Muzaffarpur is not a place which can be ignored when you look at Bihar in terms of business, agriculture or social capital. It has its own history of getting the first democratic state Vaishali as a neighbour. It is directly connected with the capital city Patna and at a distance of hardly two hours. But yet, several children are dying in front of our eyes. The whole system has been a spectator. It triggers many questions in the minds of those who are concerned even if they are far from the region.
Here are some important questions I’d like to discuss:
- Can this clamouring of people, the media, the union and state governments office holders and on-ground operating doctors and health department solve this issue immediately?
Clamouring does not appear pragmatic and several similar situations in history suggest the response is negative to this question. Bihar has a population of 100+ Mn which is not managed by customised rules and hence if an emergency at one place has not been controlled, questioning fingers will of-course be pointed towards the system which is put in place.
We need to think of systemic solutions based on the learnings drawn from cases like this. The energy which is being spent on producing echoing ground reports, social media posts, staunch attacks of state and central governments must be utilised and deviated towards formulating a comprehensive and robust system which may ensure secure existence of even the poorest of poor in future.
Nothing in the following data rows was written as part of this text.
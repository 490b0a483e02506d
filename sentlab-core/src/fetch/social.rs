//! Trailing-window social post search.

use chrono::{Duration, NaiveDate};
use regex::Regex;
use tracing::{debug, info};

use crate::data::{
    Column, DataError, Dataset, DatasetKey, DatasetStore, PostSource, Record, Value,
    SOCIAL_WINDOW_DAYS,
};

/// The single text column of a social-post dataset.
pub const TEXT_COLUMN: &str = "Text";

/// Posts kept per one-day bucket unless the request says otherwise.
pub const DEFAULT_MAX_PER_BUCKET: usize = 200;

/// Parameters of one social-post fetch.
#[derive(Debug, Clone, PartialEq, Eq)]
pub struct SocialRequest {
    pub ticker: String,
    pub as_of: NaiveDate,
    /// Long company name; its short form is added to the search query.
    pub company_name: Option<String>,
    pub max_per_bucket: usize,
}

impl SocialRequest {
    pub fn new(ticker: impl Into<String>, as_of: NaiveDate) -> Self {
        Self {
            ticker: ticker.into(),
            as_of,
            company_name: None,
            max_per_bucket: DEFAULT_MAX_PER_BUCKET,
        }
    }

    pub fn with_company_name(mut self, name: impl Into<String>) -> Self {
        self.company_name = Some(name.into());
        self
    }

    pub fn with_max_per_bucket(mut self, max: usize) -> Self {
        self.max_per_bucket = max;
        self
    }

    /// Search terms: the ticker, then the company short name when known.
    pub fn query(&self, ticker: &str) -> String {
        match self.company_name.as_deref().and_then(short_company_name) {
            Some(short) if !short.eq_ignore_ascii_case(ticker) => format!("{ticker} {short}"),
            _ => ticker.to_string(),
        }
    }
}

/// First word of a company name ("Amazon.com, Inc." -> "Amazon").
pub fn short_company_name(full: &str) -> Option<String> {
    full.split(|c: char| c.is_ascii_punctuation() || c.is_whitespace())
        .find(|s| !s.is_empty())
        .map(str::to_string)
}

/// Strips mentions, hash marks, retweet markers, line breaks and links.
#[derive(Debug, Clone)]
pub struct PostCleaner {
    mention: Regex,
    retweet: Regex,
    url: Regex,
    spaces: Regex,
}

impl PostCleaner {
    pub fn new() -> Result<Self, DataError> {
        let compile = |pattern: &str| {
            Regex::new(pattern)
                .map_err(|e| DataError::InvalidInput(format!("bad cleaning pattern: {e}")))
        };
        Ok(Self {
            mention: compile(r"@[A-Za-z0-9_]+")?,
            retweet: compile(r"RT [@:]")?,
            url: compile(r"https?://[A-Za-z0-9./_?=&%-]+")?,
            spaces: compile(r"\s+")?,
        })
    }

    pub fn clean(&self, text: &str) -> String {
        // Mentions go first so "RT @user:" collapses to a bare "RT :".
        let text = self.mention.replace_all(text, "");
        let text = text.replace('#', "");
        let text = self.retweet.replace_all(&text, "");
        let text = self.url.replace_all(&text, "");
        self.spaces.replace_all(&text, " ").trim().to_string()
    }
}

/// Clean one post with a throwaway [`PostCleaner`].
pub fn clean_post_text(text: &str) -> Result<String, DataError> {
    Ok(PostCleaner::new()?.clean(text))
}

/// Cached posts for the eight complete days before `request.as_of`.
///
/// Each day is its own bucket, searched most recent first and capped at
/// `max_per_bucket`, so one busy day cannot crowd out the rest of the window.
pub fn fetch_social_posts(
    store: &dyn DatasetStore,
    source: &dyn PostSource,
    request: &SocialRequest,
) -> Result<Dataset, DataError> {
    if request.max_per_bucket == 0 {
        return Err(DataError::InvalidInput("max_per_bucket must be at least 1".into()));
    }
    let key = DatasetKey::social_posts(&request.ticker, request.as_of)?;
    store.get_or_fetch(&key, &mut || -> Result<Dataset, DataError> {
        let cleaner = PostCleaner::new()?;
        let query = request.query(key.ticker());
        info!(ticker = key.ticker(), %query, source = source.name(), "fetching social posts");

        let mut records = Vec::new();
        for offset in 0..SOCIAL_WINDOW_DAYS {
            let until = request.as_of - Duration::days(offset);
            let since = until - Duration::days(1);
            let mut posts = source.search(&query, since, until, request.max_per_bucket)?;
            posts.truncate(request.max_per_bucket);
            debug!(%since, posts = posts.len(), "social bucket");
            records.extend(posts.into_iter().map(|post| Record {
                date: post.created_at.date(),
                values: vec![Value::Text(cleaner.clean(&post.text))],
            }));
        }

        if records.is_empty() {
            return Err(DataError::NoDataInRange {
                ticker: key.ticker().to_string(),
                detail: format!(
                    "no posts for '{query}' in the {SOCIAL_WINDOW_DAYS} days before {}",
                    request.as_of
                ),
            });
        }
        Dataset::from_records(key.clone(), vec![Column::text(TEXT_COLUMN)], records)
    })
}

#[cfg(test)]
mod tests {
    use super::*;
    use crate::data::{MemoryStore, RawPost};
    use std::cell::RefCell;

    fn d(day: u32) -> NaiveDate {
        NaiveDate::from_ymd_opt(2024, 3, day).unwrap()
    }

    #[test]
    fn short_names() {
        assert_eq!(short_company_name("Amazon.com, Inc.").as_deref(), Some("Amazon"));
        assert_eq!(short_company_name("Apple Inc.").as_deref(), Some("Apple"));
        assert_eq!(short_company_name(" , "), None);
    }

    #[test]
    fn query_adds_short_name_once() {
        let req = SocialRequest::new("AMZN", d(10)).with_company_name("Amazon.com, Inc.");
        assert_eq!(req.query("AMZN"), "AMZN Amazon");
        assert_eq!(SocialRequest::new("AMZN", d(10)).query("AMZN"), "AMZN");
    }

    #[test]
    fn cleaning_strips_noise() {
        let cleaner = PostCleaner::new().unwrap();
        assert_eq!(
            cleaner.clean("RT @trader: $AAPL #earnings beat!\nhttps://t.co/abc123 wow"),
            "$AAPL earnings beat! wow"
        );
        assert_eq!(cleaner.clean("  @a @b  "), "");
    }

    struct Recorder {
        windows: RefCell<Vec<(NaiveDate, NaiveDate)>>,
        per_bucket: usize,
    }

    impl PostSource for Recorder {
        fn name(&self) -> &str {
            "recorder"
        }

        fn search(
            &self,
            _query: &str,
            since: NaiveDate,
            until: NaiveDate,
            _limit: usize,
        ) -> Result<Vec<RawPost>, DataError> {
            self.windows.borrow_mut().push((since, until));
            let at = since.and_hms_opt(15, 0, 0).unwrap();
            Ok((0..self.per_bucket)
                .map(|i| RawPost {
                    created_at: at,
                    text: format!("post {i} #tag"),
                })
                .collect())
        }
    }

    #[test]
    fn eight_day_buckets_most_recent_first_and_capped() {
        let source = Recorder {
            windows: RefCell::new(Vec::new()),
            per_bucket: 5,
        };
        let store = MemoryStore::new();
        let request = SocialRequest::new("AAPL", d(10)).with_max_per_bucket(3);
        let ds = fetch_social_posts(&store, &source, &request).unwrap();

        let windows = source.windows.borrow();
        assert_eq!(windows.len(), 8);
        assert_eq!(windows[0], (d(9), d(10)));
        assert_eq!(windows[7], (d(2), d(3)));
        assert_eq!(ds.len(), 8 * 3);
        assert_eq!(ds.dates().first(), Some(&d(2)));
        assert!(ds.texts(TEXT_COLUMN).unwrap().iter().all(|t| !t.contains('#')));
    }

    #[test]
    fn silent_window_is_no_data() {
        let source = Recorder {
            windows: RefCell::new(Vec::new()),
            per_bucket: 0,
        };
        let store = MemoryStore::new();
        let result = fetch_social_posts(&store, &source, &SocialRequest::new("AAPL", d(10)));
        assert!(matches!(result, Err(DataError::NoDataInRange { .. })));
        assert!(store.is_empty());
    }
}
- Is the Government of Bihar providing enough resources to the healthcare system?
While in Bihar, my first-hand experience is that it shares a system of exploitation and not collaboration. I think this has become evident in the Muzaffarpur case. The Japanese encephalitis breaks through multiple ways but it is basically caused by a flavivirus, which can affect both humans and animals. The virus is passed from animals to humans through the bite of an infected mosquito. Pigs and wading birds are the main carriers of the Japanese encephalitis virus. So, its absolutely clear that the high-risk areas in terms of this virus effect, sanitation and vaccination has to be upheld.
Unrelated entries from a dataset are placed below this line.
//! Simple Moving Average (SMA).
//!
//! Rolling mean over a lookback window.
//! Lookback: period - 1 (first valid value at index period-1).

use crate::data::DataError;

#[derive(Debug, Clone)]
pub struct Sma {
    period: usize,
    name: String,
}

impl Sma {
    pub fn new(period: usize) -> Result<Self, DataError> {
        if period == 0 {
            return Err(DataError::InvalidInput("SMA period must be >= 1".into()));
        }
        Ok(Self {
            period,
            name: format!("SMA{period}"),
        })
    }

    pub fn name(&self) -> &str {
        &self.name
    }

    pub fn period(&self) -> usize {
        self.period
    }

    pub fn lookback(&self) -> usize {
        self.period.saturating_sub(1)
    }

    /// One value per input; NaN until the window fills and wherever the
    /// window holds a NaN.
    pub fn compute(&self, values: &[f64]) -> Vec<f64> {
        let n = values.len();
        let mut result = vec![f64::NAN; n];

        if n < self.period {
            return result;
        }

        let mut sum: f64 = values[..self.period].iter().sum();
        let mut nan_in_window = values[..self.period].iter().any(|v| v.is_nan());
        if !nan_in_window {
            result[self.period - 1] = sum / self.period as f64;
        }

        for i in self.period..n {
            let leaving = values[i - self.period];
            let entering = values[i];
            sum = sum - leaving + entering;

            // A NaN poisons the running sum; rescan the window instead.
            if entering.is_nan() || leaving.is_nan() || nan_in_window {
                let window = &values[(i + 1 - self.period)..=i];
                nan_in_window = window.iter().any(|v| v.is_nan());
                sum = window.iter().sum();
                if nan_in_window {
                    continue;
                }
            }

            result[i] = sum / self.period as f64;
        }

        result
    }
}

#[cfg(test)]
mod tests {
    use super::*;

    fn assert_approx(actual: f64, expected: f64) {
        assert!(
            (actual - expected).abs() < 1e-10,
            "actual={actual}, expected={expected}"
        );
    }

    #[test]
    fn sma_5_basic() {
        let result = Sma::new(5)
            .unwrap()
            .compute(&[10.0, 11.0, 12.0, 13.0, 14.0, 15.0, 16.0]);

        assert_eq!(result.len(), 7);
        for (i, v) in result.iter().enumerate().take(4) {
            assert!(v.is_nan(), "expected NaN at index {i}");
        }
        assert_approx(result[4], 12.0);
        assert_approx(result[5], 13.0);
        assert_approx(result[6], 14.0);
    }

    #[test]
    fn sma_1_is_identity() {
        let result = Sma::new(1).unwrap().compute(&[100.0, 200.0, 300.0]);
        assert_eq!(result, vec![100.0, 200.0, 300.0]);
    }

    #[test]
    fn sma_nan_propagation() {
        let result = Sma::new(3)
            .unwrap()
            .compute(&[10.0, 11.0, f64::NAN, 13.0, 14.0, 15.0]);
        assert!(result[2].is_nan());
        assert!(result[3].is_nan());
        assert!(result[4].is_nan());
        assert_approx(result[5], 14.0);
    }

    #[test]
    fn sma_lookback_and_name() {
        let sma = Sma::new(20).unwrap();
        assert_eq!(sma.lookback(), 19);
        assert_eq!(sma.name(), "SMA20");
        assert!(Sma::new(0).is_err());
    }

    #[test]
    fn sma_too_few_values() {
        let result = Sma::new(5).unwrap().compute(&[10.0, 11.0]);
        assert!(result.iter().all(|v| v.is_nan()));
    }
}
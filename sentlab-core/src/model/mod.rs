//! Diagnostic regression of price on sentiment.
//!
//! These fits describe association within the aligned sample. They are not
//! forecasts and make no claim about causality.

pub mod diagnostic;
pub mod ols;

pub use diagnostic::{fit_aligned, news_model, social_model, ModelSpec, NEWS_MODEL, SOCIAL_MODEL};
pub use ols::{fit_ols, Coefficient, OlsFit, INTERCEPT};
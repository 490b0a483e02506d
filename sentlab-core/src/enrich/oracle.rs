//! Per-text sentiment scoring.

use vader_sentiment::SentimentIntensityAnalyzer;

/// VADER-style intensity scores.
#[derive(Debug, Clone, Copy, PartialEq)]
pub struct Intensity {
    pub compound: f64,
    pub neg: f64,
    pub neu: f64,
    pub pos: f64,
}

impl Intensity {
    /// Scores of a text with no sentiment at all.
    pub const NEUTRAL: Intensity = Intensity {
        compound: 0.0,
        neg: 0.0,
        neu: 1.0,
        pos: 0.0,
    };
}

/// Every score the sentiment enricher stores for one text.
#[derive(Debug, Clone, Copy, PartialEq)]
pub struct SentimentScore {
    pub subjectivity: f64,
    pub polarity: f64,
    pub intensity: Intensity,
}

impl SentimentScore {
    pub const NEUTRAL: SentimentScore = SentimentScore {
        subjectivity: 0.0,
        polarity: 0.0,
        intensity: Intensity::NEUTRAL,
    };
}

/// Source of sentiment scores for free text.
pub trait SentimentOracle {
    /// 0 (objective) to 1 (subjective).
    fn subjectivity(&self, text: &str) -> f64;

    /// -1 (negative) to 1 (positive).
    fn polarity(&self, text: &str) -> f64;

    fn intensity(&self, text: &str) -> Intensity;

    /// All scores for `text`. Override when the three share work.
    fn score(&self, text: &str) -> SentimentScore {
        SentimentScore {
            subjectivity: self.subjectivity(text),
            polarity: self.polarity(text),
            intensity: self.intensity(text),
        }
    }
}

/// Lexicon-based oracle on top of VADER.
///
/// Polarity is the positive share minus the negative share (`pos - neg`),
/// a linear measure kept apart from the normalized `compound` sum.
/// Subjectivity is the share of the text that is not neutral (`1 - neu`).
pub struct VaderOracle {
    analyzer: SentimentIntensityAnalyzer<'static>,
}

impl VaderOracle {
    pub fn new() -> Self {
        Self {
            analyzer: SentimentIntensityAnalyzer::new(),
        }
    }
}

impl Default for VaderOracle {
    fn default() -> Self {
        Self::new()
    }
}

impl SentimentOracle for VaderOracle {
    fn subjectivity(&self, text: &str) -> f64 {
        self.score(text).subjectivity
    }

    fn polarity(&self, text: &str) -> f64 {
        self.score(text).polarity
    }

    fn intensity(&self, text: &str) -> Intensity {
        let scores = self.analyzer.polarity_scores(text);
        let get = |k: &str| scores.get(k).copied().unwrap_or(0.0);
        Intensity {
            compound: get("compound"),
            neg: get("neg"),
            neu: get("neu"),
            pos: get("pos"),
        }
    }

    fn score(&self, text: &str) -> SentimentScore {
        let intensity = self.intensity(text);
        SentimentScore {
            subjectivity: (1.0 - intensity.neu).clamp(0.0, 1.0),
            polarity: (intensity.pos - intensity.neg).clamp(-1.0, 1.0),
            intensity,
        }
    }
}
The government needs to realize that along with making beautiful and air-conditioned big buildings in the health department headquarters, the progress of working conditions on the ground is a major issue to fight epidemics.
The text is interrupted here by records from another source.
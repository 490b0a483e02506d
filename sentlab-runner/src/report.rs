//! Plain-text tables for the terminal.

use std::path::Path;

use sentlab_core::align::{AlignedDataset, DailyTable};
use sentlab_core::data::{CacheEntry, Value};

use crate::session::{Headline, PriceHistory};

/// Right-aligned columns sized to their widest cell, with a rule under the
/// header.
fn render_table(headers: &[String], rows: &[Vec<String>]) -> String {
    let mut widths: Vec<usize> = headers.iter().map(|h| h.chars().count()).collect();
    for row in rows {
        for (w, cell) in widths.iter_mut().zip(row) {
            *w = (*w).max(cell.chars().count());
        }
    }

    let line = |cells: &[String]| -> String {
        cells
            .iter()
            .zip(&widths)
            .map(|(cell, &w)| format!("{cell:>w$}"))
            .collect::<Vec<_>>()
            .join("  ")
    };

    let mut out = line(headers);
    out.push('\n');
    out.push_str(&"-".repeat(widths.iter().sum::<usize>() + 2 * widths.len().saturating_sub(1)));
    for row in rows {
        out.push('\n');
        out.push_str(&line(row));
    }
    out
}

fn number(v: f64) -> String {
    if v.is_nan() {
        "-".to_string()
    } else {
        format!("{v:.4}")
    }
}

fn daily_rows(dates: &[chrono::NaiveDate], rows: &[Vec<f64>]) -> Vec<Vec<String>> {
    dates
        .iter()
        .zip(rows)
        .map(|(date, values)| {
            std::iter::once(date.to_string())
                .chain(values.iter().map(|&v| number(v)))
                .collect()
        })
        .collect()
}

fn with_date(columns: &[String]) -> Vec<String> {
    std::iter::once("Date".to_string())
        .chain(columns.iter().cloned())
        .collect()
}

pub fn aligned_report(aligned: &AlignedDataset) -> String {
    render_table(
        &with_date(aligned.columns()),
        &daily_rows(aligned.dates(), aligned.rows()),
    )
}

pub fn daily_table_report(table: &DailyTable) -> String {
    render_table(
        &with_date(table.columns()),
        &daily_rows(table.dates(), table.rows()),
    )
}

/// Bars, price moves and moving averages, one line per trading day.
pub fn price_history_report(history: &PriceHistory) -> String {
    let dataset = &history.dataset;
    let mut headers = with_date(
        &dataset
            .columns()
            .iter()
            .map(|c| c.name.clone())
            .collect::<Vec<_>>(),
    );
    headers.extend(history.moving_averages.iter().map(|(name, _)| name.clone()));

    let rows: Vec<Vec<String>> = dataset
        .records()
        .iter()
        .enumerate()
        .map(|(i, record)| {
            let mut row = vec![record.date.to_string()];
            row.extend(record.values.iter().map(|value| match value {
                Value::Number(v) => number(*v),
                Value::Text(s) => s.clone(),
            }));
            row.extend(
                history
                    .moving_averages
                    .iter()
                    .map(|(_, values)| values.get(i).copied().map_or_else(String::new, number)),
            );
            row
        })
        .collect();
    render_table(&headers, &rows)
}

/// Numbered headline listing. Dates are approximate read-time ages.
pub fn headlines_report(ticker: &str, headlines: &[Headline]) -> String {
    let mut out = format!("Latest headlines for {ticker} (dates approximate)\n");
    out.push_str(&format!("{:^5}  {:<10}  {}\n", "#", "Date", "Headline"));
    out.push_str(&format!("{:-^5}  {:-<10}  {:-<8}", "", "", ""));
    for (i, h) in headlines.iter().enumerate() {
        out.push_str(&format!("\n{:^5}  {:<10}  {}", i + 1, h.approx_date, h.title));
    }
    out
}

pub fn profile_report(ticker: &str, attributes: &[(String, String)]) -> String {
    let width = attributes
        .iter()
        .map(|(name, _)| name.chars().count())
        .max()
        .unwrap_or(0)
        .max("Attribute".len());
    let mut out = format!("Profile of {ticker}\n");
    out.push_str(&format!("{:>width$}   {}\n", "Attribute", "Value"));
    out.push_str(&format!("{:->width$}   {:-<5}", "", ""));
    for (name, value) in attributes {
        out.push_str(&format!("\n{name:>width$}   {value}"));
    }
    out
}

fn format_size(bytes: u64) -> String {
    if bytes >= 1_073_741_824 {
        format!("{:.1} GB", bytes as f64 / 1_073_741_824.0)
    } else if bytes >= 1_048_576 {
        format!("{:.1} MB", bytes as f64 / 1_048_576.0)
    } else if bytes >= 1024 {
        format!("{:.1} KB", bytes as f64 / 1024.0)
    } else {
        format!("{bytes} B")
    }
}

/// Cached artifacts with their row counts and date spans.
pub fn cache_status_report(cache_dir: &Path, entries: &[CacheEntry]) -> String {
    if entries.is_empty() {
        return format!("Cache is empty: {}", cache_dir.display());
    }

    let total: u64 = entries.iter().map(|e| e.size_bytes).sum();
    let headers: Vec<String> = ["Artifact", "Kind", "Rows", "Dates", "Cached at", "Size"]
        .iter()
        .map(|h| h.to_string())
        .collect();
    let rows: Vec<Vec<String>> = entries
        .iter()
        .map(|entry| {
            let (rows, span, cached_at) = match &entry.meta {
                Some(meta) => (
                    meta.row_count.to_string(),
                    match (meta.first_date, meta.last_date) {
                        (Some(first), Some(last)) => format!("{first} to {last}"),
                        _ => "-".into(),
                    },
                    meta.cached_at.format("%Y-%m-%d %H:%M").to_string(),
                ),
                None => ("?".into(), "(no meta)".into(), "-".into()),
            };
            vec![
                entry.key.storage_name(),
                entry.key.kind().to_string(),
                rows,
                span,
                cached_at,
                format_size(entry.size_bytes),
            ]
        })
        .collect();

    format!(
        "Cache: {}\nArtifacts: {}\nTotal size: {}\n\n{}",
        cache_dir.display(),
        entries.len(),
        format_size(total),
        render_table(&headers, &rows)
    )
}

#[cfg(test)]
mod tests {
    use super::*;
    use chrono::NaiveDate;

    #[test]
    fn table_columns_are_padded_to_the_widest_cell() {
        let headers = vec!["A".to_string(), "Long".to_string()];
        let rows = vec![vec!["12345".to_string(), "x".to_string()]];
        let text = render_table(&headers, &rows);
        let lines: Vec<&str> = text.lines().collect();
        assert_eq!(lines[0], "    A  Long");
        assert_eq!(lines[1], "-----------");
        assert_eq!(lines[2], "12345     x");
    }

    #[test]
    fn nan_renders_as_dash() {
        assert_eq!(number(f64::NAN), "-");
        assert_eq!(number(0.25), "0.2500");
    }

    #[test]
    fn sizes_use_binary_units() {
        assert_eq!(format_size(512), "512 B");
        assert_eq!(format_size(2048), "2.0 KB");
        assert_eq!(format_size(3 * 1_048_576), "3.0 MB");
    }

    #[test]
    fn daily_table_lists_every_date() {
        let d = |day| NaiveDate::from_ymd_opt(2024, 1, day).unwrap();
        let table = DailyTable::from_rows(
            vec!["Compound".into()],
            vec![(d(2), vec![0.5]), (d(3), vec![f64::NAN])],
        )
        .unwrap();
        let text = daily_table_report(&table);
        assert!(text.contains("2024-01-02"));
        assert!(text.contains("0.5000"));
        assert_eq!(text.lines().count(), 4);
    }

    #[test]
    fn headline_listing_is_numbered() {
        let headlines = vec![Headline {
            approx_date: NaiveDate::from_ymd_opt(2024, 3, 10).unwrap(),
            title: "Shares rally".into(),
        }];
        let text = headlines_report("AAPL", &headlines);
        assert!(text.contains("dates approximate"));
        assert!(text.lines().last().unwrap().contains("2024-03-10  Shares rally"));
    }

    #[test]
    fn empty_cache_says_so() {
        let text = cache_status_report(Path::new("data"), &[]);
        assert_eq!(text, "Cache is empty: data");
    }
}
- Is the healthcare system solely responsible for the Muzaffarpur incident?
This incident may be jointly caused by the toxin hypoglycin A and the flavivirus and hence there is a rapid generation of patients. But, it also indicates that we have simply ignored a community which is undernourished to an alarming extent.
- Why is Bihar struggling to keep basic healthcare facilities intact and what are the solutions?
This is the toughest job to do. Not because solutions are very tough to find but because people are adamant about picking on the solutions. To address the issues of health care services in Bihar, we need to do the following things immediately:
- A radical infrastructural change
- An appropriate number of human resources of both the first line as well as support staff
- Intensifying the awareness campaigns and social monitoring of health care services delivery
After the appeal for a boot in security for doctors across the nation, the government is all set to make stricter laws for them to remain secure. Keeping the fact in mind that the medical sector is one of those rare sectors which is completely managed and led by medical professionals, a question remains unanswered “Will medical professionals give up corruption and stand up to the stature of ‘next-to-God’? ”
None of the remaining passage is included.